Hi! Welcome to chapter 1.3 for those who skipped right here from the
beginning since they were too impatient to understand what values are
and what they are not. You missed a lot of good stuff, but I don’t want
to waste your precious time any more. Here we go, the secret to success
revealed! (Oh boy, you’ll be so disappointed noticing you have to go
back to what you skipped.)
1.3.1 The secret to success!
How would you define “success”? Now the wittiest of you think that
the point I’m trying to make here is that there can be as many
definitions as there are people answering. True, for Samantha success
might be earning 1 million dollars, for Samuel it might be winning the
Champions’ League, for Khaleeb it might be becoming a famous rock star,
but that was not my point.
People have a tendency of thinking that becoming successful in life
is a certain point in time when some explicit goal is reached - and
hopefully maintained for a longer duration of time. In my mind,
however, it’s much more a question of the process than the results.
From Samantha’s point of view the real success might be the
exhilaration, challenge and bold decisions that lead him (yes in Sri
Lanka it’s a male name) to his goal. From Samuel’s point of view the
success factors could be for instane teamwork, physical endurance and
joyous love-life. How about Khaleeb? Depending where Khaleeb is from,
the road to stardom might include the support, feedback and financial
benefit through winning the American Idol (if he’s from USA) or maybe
the days of rejoice after buying his first acoustic guitar with the
money he got from selling his cow (if he’s from Pakistan).

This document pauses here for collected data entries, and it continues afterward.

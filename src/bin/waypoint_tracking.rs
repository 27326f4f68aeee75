// Waypoint course tracking sample
//
// Closed loop simulation of a kinematic bicycle following a speed
// annotated waypoint course with PID throttle and a front axle
// steering law.

use plotlib::page::Page;
use plotlib::repr::Plot;
use plotlib::view::ContinuousView;
use plotlib::style::LineStyle;

use rust_autonomy::common::{State2D, Waypoint};
use rust_autonomy::path_tracking::{WaypointController, WaypointControllerConfig};

fn main() {
    let dt = 0.05; // [s]
    let sim_time = 60.0; // [s]
    let accel_gain = 3.0; // [m/s^2] throttle to acceleration
    let drag = 0.1; // [1/s] linear speed damping

    let course = vec![
        Waypoint::new(0.0, 0.0, 5.0),
        Waypoint::new(30.0, 0.0, 5.0),
        Waypoint::new(60.0, 10.0, 4.0),
        Waypoint::new(90.0, 10.0, 4.0),
        Waypoint::new(120.0, 0.0, 3.0),
        Waypoint::new(150.0, 0.0, 3.0),
    ];

    let config = WaypointControllerConfig::default();
    let wheelbase = config.wheelbase;
    let mut controller = WaypointController::new(course.clone(), config).unwrap();

    let mut state = State2D::new(0.0, 3.0, 0.0, 0.0);
    let mut track = vec![(state.x, state.y)];
    let mut time = 0.0;

    while time < sim_time && state.x < 145.0 {
        let cmd = controller.control(&state, time).unwrap();
        let accel = accel_gain * cmd.throttle - drag * state.v;
        state.advance_bicycle(accel, cmd.steer, wheelbase, dt);
        time += dt;
        track.push((state.x, state.y));
    }

    println!(
        "finished at x {:.1} m, y {:.1} m, v {:.2} m/s after {:.1} s",
        state.x, state.y, state.v, time
    );

    let course_points: Vec<(f64, f64)> = course.iter().map(|w| (w.x, w.y)).collect();

    let s0: Plot = Plot::new(course_points).line_style(
        LineStyle::new()
            .colour("#000000"),
    );

    let s1: Plot = Plot::new(track).line_style(
        LineStyle::new()
            .colour("#35C788"),
    );

    let v = ContinuousView::new()
        .add(s0)
        .add(s1)
        .x_range(0., 150.)
        .y_range(-10., 20.)
        .x_label("x [m]")
        .y_label("y [m]");

    Page::single(&v).save("./img/waypoint_tracking.svg").unwrap();
}
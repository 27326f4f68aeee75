//! Sample statistics over row-per-sample data matrices

use nalgebra::{DMatrix, DVector};

use crate::common::error::{EstimationError, EstimationResult};

/// Column means of a row-per-sample data matrix.
pub fn column_means(data: &DMatrix<f64>) -> EstimationResult<DVector<f64>> {
    if data.nrows() == 0 {
        return Err(EstimationError::InvalidParameter(
            "empty data matrix".to_string(),
        ));
    }
    let n = data.nrows() as f64;
    Ok(DVector::from_fn(data.ncols(), |j, _| data.column(j).sum() / n))
}

/// Unbiased sample covariance (divide by n - 1) of row-per-sample data.
pub fn sample_covariance(data: &DMatrix<f64>) -> EstimationResult<DMatrix<f64>> {
    if data.nrows() < 2 {
        return Err(EstimationError::InvalidParameter(
            "covariance needs at least two samples".to_string(),
        ));
    }
    let means = column_means(data)?;
    let mut centered = data.clone();
    for j in 0..centered.ncols() {
        for i in 0..centered.nrows() {
            centered[(i, j)] -= means[j];
        }
    }
    Ok(centered.transpose() * &centered / (data.nrows() as f64 - 1.0))
}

What does this all have to do with values? And where’s the friggin’ secret to success? Here:
Being able to lead a life according to your values makes you successful every day.
That’s it? Oh crap! I’ve wasted all this time to finally read one
sentence that sounds like something that I’ve been deleting from my
email account all this time since I could not unsubsribe from
www.quoteoftheday.com due to a technical failure!
Let’s take a step back. Why do you think so many football players
move to coaching career once their active years are over? Love for the
game is what they say in the interviews but deep inside it’s exactly
their values that they can live through the game. Why do you think Gene
Simmons is still licking those dirty old guitar strings at the age of
58? Most likely a band that is the third biggest commercial success
(KISS) in the history when it comes to record sales - let alone the
productized paraphernalia - doesn’t need to work for their pension
money anymore. In come the values: “thrills”, “musical enjoyment”,
“fame”, you name it. How about Samantha who happened to become the
latest web-millionaire overnight? Do you really think he’ll stop his
entrepreneurial career and move to Bahamas? Living your values equals
success.
1.3.2 Why reading self-improvement books makes you miserable
Good news and bad news coming your way. What do you want to hear
first? The bad news is that 95% of the self-development books and
how-to guides are useless. No matter how extensive your library of
those are they are rarely worth more than the paper they are printed on
- yet the author of “I became a millionaire, you can too” might have
become one just because you bought the damned book. There’s more. Once
you buy the lies in those books and get inspired for about two weeks
without really changing your life you just feel more miserable. So, you
better find those 5% or use your time for something else. Of course
it’s not that black and white. Even in the case of a bad book (the 95%)
your pay-off is usually more than not reading anything at all. As long
as you maintain a critical eye you will find an idea or two that will
take you forward in life.
The good news is that this is not one of those books. If you are
willing to put in some effort on personal reflection, the following
chapters can work for your benefit. I’m not even aiming to give answers
but instead just lead you to the source of happiness through
value-driven life. Those values are not in this book but within you
(unless they are exactly the same as mine, which I doubt).